Jamie Soward (born 13 November 1984) is an Australian former professional rugby league footballer. A New South Wales State of Origin and Indigenous All-Stars representative , he previously played for the Sydney Roosters, Penrith Panthers and the St. George Illawarra Dragons, with whom he won the 2010 NRL Premiership. He also spent time in England where he played in two different spells for the London Broncos, playing in the Super League and the Kingstone Press Championship.

Early years
Born in Canberra, Australian Capital Territory, Soward played his junior rugby league for the Wagga Wagga Kangaroos before Soward began his career in the Canberra Raiders system. He then moved to play with the Sydney Roosters Jersey Flegg side where he helped the club win the 2004 premiership with two last-ditch field goals.

Playing career

2005
In round 9 of the 2005 NRL season, Soward made his NRL début for the Sydney Roosters at  against the Newcastle Knights in the Roosters 32–2 win at the SFS. Six days before his debut, Soward’s father Peter Soward had died from a heart attack. In round 17, against the Newcastle Knights at Hunter Stadium, Soward scored his first NRL career try in the Roosters 28–14 win. Soward played in 7 matches, and scored 2 tries, in his début year for the Roosters.

2006
Soward finished the 2006 NRL season with him playing in 14 matches, scoring 4 tries and kicking a goal for the Sydney Roosters.

Soward played in the 2006 NSW Cup grand final for Newtown who were the Sydney Roosters feeder club at the time against Parramatta.  Newtown would lose the grand final 20-19 at Stadium Australia.

2007
Half-way into the 2007 season, he was given an immediate release from the Roosters to join the St George Illawarra Dragons after being in and out of first grade and the NSWRL Premier League in his years with the Roosters.

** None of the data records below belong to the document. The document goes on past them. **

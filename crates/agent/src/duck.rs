//! Read-only SQL over a vector layer's cached geopackage, executed by an
//! in-memory DuckDB database on a blocking thread.

use std::path::Path;
use std::time::Duration;

use duckdb::types::Value;
use errors::ErrorMetadata;

pub const DUCKDB_QUERY_TIMEOUT: Duration = Duration::from_secs(10);
/// Floor on the row cap; callers asking for fewer rows still get up to 25.
pub const MIN_ROW_CAP: usize = 25;

#[derive(Debug, Clone)]
pub struct DuckQueryResult {
    pub headers: Vec<String>,
    pub rows: Vec<Vec<String>>,
    pub row_count: usize,
}

fn render_value(value: Value) -> String {
    match value {
        Value::Null => String::new(),
        Value::Boolean(v) => v.to_string(),
        Value::TinyInt(v) => v.to_string(),
        Value::SmallInt(v) => v.to_string(),
        Value::Int(v) => v.to_string(),
        Value::BigInt(v) => v.to_string(),
        Value::HugeInt(v) => v.to_string(),
        Value::UTinyInt(v) => v.to_string(),
        Value::USmallInt(v) => v.to_string(),
        Value::UInt(v) => v.to_string(),
        Value::UBigInt(v) => v.to_string(),
        Value::Float(v) => v.to_string(),
        Value::Double(v) => v.to_string(),
        Value::Text(v) => v,
        other => format!("{other:?}"),
    }
}

fn run_query(
    gpkg_path: &Path,
    layer_id: &str,
    sql_query: &str,
    row_cap: usize,
) -> anyhow::Result<DuckQueryResult> {
    let conn = duckdb::Connection::open_in_memory()?;
    conn.execute_batch("INSTALL spatial; LOAD spatial;")?;

    // Alias the layer file to a table named by the layer id, which is how
    // the LLM's query refers to it.
    let path = gpkg_path.to_string_lossy().replace('\'', "''");
    conn.execute_batch(&format!(
        "CREATE OR REPLACE TABLE {layer_id} AS SELECT * FROM ST_Read('{path}');"
    ))?;

    let mut stmt = conn.prepare(sql_query)?;
    let mut rows = stmt.query([])?;
    let (headers, column_count) = {
        let stmt_ref = rows.as_ref().expect("statement alive during iteration");
        let headers: Vec<String> = stmt_ref
            .column_names()
            .iter()
            .map(|name| name.to_string())
            .collect();
        let column_count = headers.len();
        (headers, column_count)
    };

    let mut out = Vec::new();
    while let Some(row) = rows.next()? {
        if out.len() >= row_cap {
            break;
        }
        let mut rendered = Vec::with_capacity(column_count);
        for i in 0..column_count {
            rendered.push(render_value(row.get::<_, Value>(i)?));
        }
        out.push(rendered);
    }

    let row_count = out.len();
    Ok(DuckQueryResult {
        headers,
        rows: out,
        row_count,
    })
}

/// Runs `sql_query` against the layer's cached file with a hard timeout.
/// The blocking thread cannot be preempted; on timeout it finishes in the
/// background while the caller gets an error.
pub async fn execute_duckdb_query(
    gpkg_path: &Path,
    layer_id: &str,
    sql_query: &str,
    head_n_rows: usize,
) -> anyhow::Result<DuckQueryResult> {
    let row_cap = head_n_rows.max(MIN_ROW_CAP);
    let path = gpkg_path.to_path_buf();
    let layer_id = layer_id.to_string();
    let sql = sql_query.to_string();

    let task = tokio::task::spawn_blocking(move || run_query(&path, &layer_id, &sql, row_cap));
    match tokio::time::timeout(DUCKDB_QUERY_TIMEOUT, task).await {
        Ok(joined) => joined?,
        Err(_) => Err(anyhow::anyhow!(ErrorMetadata::request_timeout(
            "DuckDbQueryTimeout",
            format!(
                "DuckDB query timed out after {} seconds",
                DUCKDB_QUERY_TIMEOUT.as_secs()
            ),
        ))),
    }
}

#[cfg(test)]
mod tests {
    use super::*;

    #[test]
    fn test_render_value_basics() {
        assert_eq!(render_value(Value::Null), "");
        assert_eq!(render_value(Value::Boolean(true)), "true");
        assert_eq!(render_value(Value::BigInt(18)), "18");
        assert_eq!(render_value(Value::Double(2.5)), "2.5");
        assert_eq!(render_value(Value::Text("Starbucks".to_string())), "Starbucks");
    }

    #[tokio::test]
    async fn test_query_over_plain_table() {
        // Exercise the engine without the spatial extension: build a table
        // in-process and query it the way a tool call would.
        let result = tokio::task::spawn_blocking(|| {
            let conn = duckdb::Connection::open_in_memory()?;
            conn.execute_batch(
                "CREATE TABLE cafes (id INTEGER, name TEXT);
                 INSERT INTO cafes VALUES (1, 'Starbucks'), (2, 'Blue Bottle'), (3, 'Starbucks');",
            )?;
            let mut stmt =
                conn.prepare("SELECT COUNT(*) AS count FROM cafes WHERE name = 'Starbucks'")?;
            let mut rows = stmt.query([])?;
            let headers: Vec<String> = rows
                .as_ref()
                .unwrap()
                .column_names()
                .iter()
                .map(|name| name.to_string())
                .collect();
            let row = rows.next()?.unwrap();
            let count = render_value(row.get::<_, Value>(0)?);
            anyhow::Ok((headers, count))
        })
        .await
        .unwrap()
        .unwrap();

        assert_eq!(result.0, vec!["count".to_string()]);
        assert_eq!(result.1, "2");
    }

    #[test]
    fn test_row_cap_floor() {
        assert_eq!(5usize.max(MIN_ROW_CAP), 25);
        assert_eq!(100usize.max(MIN_ROW_CAP), 100);
    }
}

Soward played one match for the Roosters in the 2007 NRL season, in round 11 against the Cronulla-Sutherland Sharks at Remondis Stadium in the Roosters 13–12 win.

One week after he was released from the Sydney Roosters, Soward made his club début for the St George Illawarra Dragons in round 12, playing against the Brisbane Broncos at Oki Jubilee Stadium. Soward kicked a goal and a field goal in the understrength Dragons team's 11–4 win against a full strength Broncos team. In round 14, against the Parramatta Eels at Parramatta Stadium, Soward scored his first club try for the Dragons as well kicking 2 goals in the 20–12 loss. In round 17, Soward set a new record for most points by an individual in a game for the Dragons with 22 points from a try and 9 goals, achieved when they defeated the Canberra Raiders 58–16 at WIN Stadium. Soward played in 14 matches, scored 7 tries, kicked 38 goals and kicked a field goal in his first year as a Dragons player, after making a successful move from the Roosters midseason.

2008
On 16 May 2008, Soward extended his contract with the Dragons until the end of the 2010 season.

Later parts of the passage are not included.